## [PROBLEM DESCRIPTION]
From the entries below, pull out each line where "magic" appears.

## [DATASET]
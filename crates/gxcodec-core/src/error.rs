//! Unified error handling for gxcodec
//!
//! Codec-level failures are described by the parser crate's own error type.
//! This enum covers what happens around a codec call: locating files,
//! picking a container format and reporting a failed transaction.

use std::path::PathBuf;
use thiserror::Error;

/// Unified error type for application-level operations
#[derive(Error, Debug)]
pub enum Error {
    // ==================== I/O Errors ====================

    /// Standard I/O error
    #[error("I/O error: {0}")]
    Io(#[from] std::io::Error),

    /// File not found
    #[error("File not found: {0}")]
    FileNotFound(PathBuf),

    // ==================== Format Errors ====================

    /// No codec recognises the container
    #[error("Unrecognised container: {path} (magic {magic:02X?})")]
    UnrecognisedContainer {
        path: PathBuf,
        magic: Vec<u8>,
    },

    /// Requested output format is not supported
    #[error("Unsupported output format: {format}")]
    UnsupportedFormat {
        format: String,
    },

    /// The codec rejected the data
    #[error("Codec error: {message}")]
    Codec {
        message: String,
    },

    /// A read or write finished in the Failure state
    #[error("Transaction failed for {path} with {errors} error(s)")]
    TransactionFailed {
        path: String,
        errors: usize,
    },

    /// Written bytes did not survive a re-read unchanged
    #[error("Round trip mismatch: {message}")]
    RoundTripMismatch {
        message: String,
    },

    // ==================== Configuration Errors ====================

    /// Invalid configuration
    #[error("Invalid configuration: {message}")]
    InvalidConfig {
        message: String,
    },

    // ==================== General Errors ====================

    /// Error with context
    #[error("{context}: {source}")]
    WithContext {
        context: String,
        #[source]
        source: Box<Error>,
    },
}

/// Result type using the unified Error
pub type Result<T> = std::result::Result<T, Error>;

impl Error {
    /// Create an error with additional context
    pub fn with_context(self, context: impl Into<String>) -> Self {
        Error::WithContext {
            context: context.into(),
            source: Box::new(self),
        }
    }

    /// Wrap a codec failure message
    pub fn codec(message: impl Into<String>) -> Self {
        Error::Codec {
            message: message.into(),
        }
    }

    /// Create an invalid configuration error
    pub fn invalid_config(message: impl Into<String>) -> Self {
        Error::InvalidConfig {
            message: message.into(),
        }
    }
}

#[cfg(test)]
mod tests {
    use super::*;

    #[test]
    fn test_error_with_context() {
        let err = Error::FileNotFound(PathBuf::from("/model.bmd"));
        let contextualized = err.with_context("while loading model");

        assert!(contextualized.to_string().contains("while loading model"));
        assert!(matches!(contextualized, Error::WithContext { .. }));
    }

    #[test]
    fn test_result_context() {
        let result: Result<()> = Err(Error::codec("bad section"));
        let with_context = result.map_err(|e| e.with_context("reading a.brres"));

        let message = with_context.unwrap_err().to_string();
        assert!(message.contains("reading a.brres"));
        assert!(message.contains("bad section"));
    }
}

## [EXERCISE RESULT]
    #[error("Unrecognised container: {path} (magic {magic:02X?})")]
        magic: Vec<u8>,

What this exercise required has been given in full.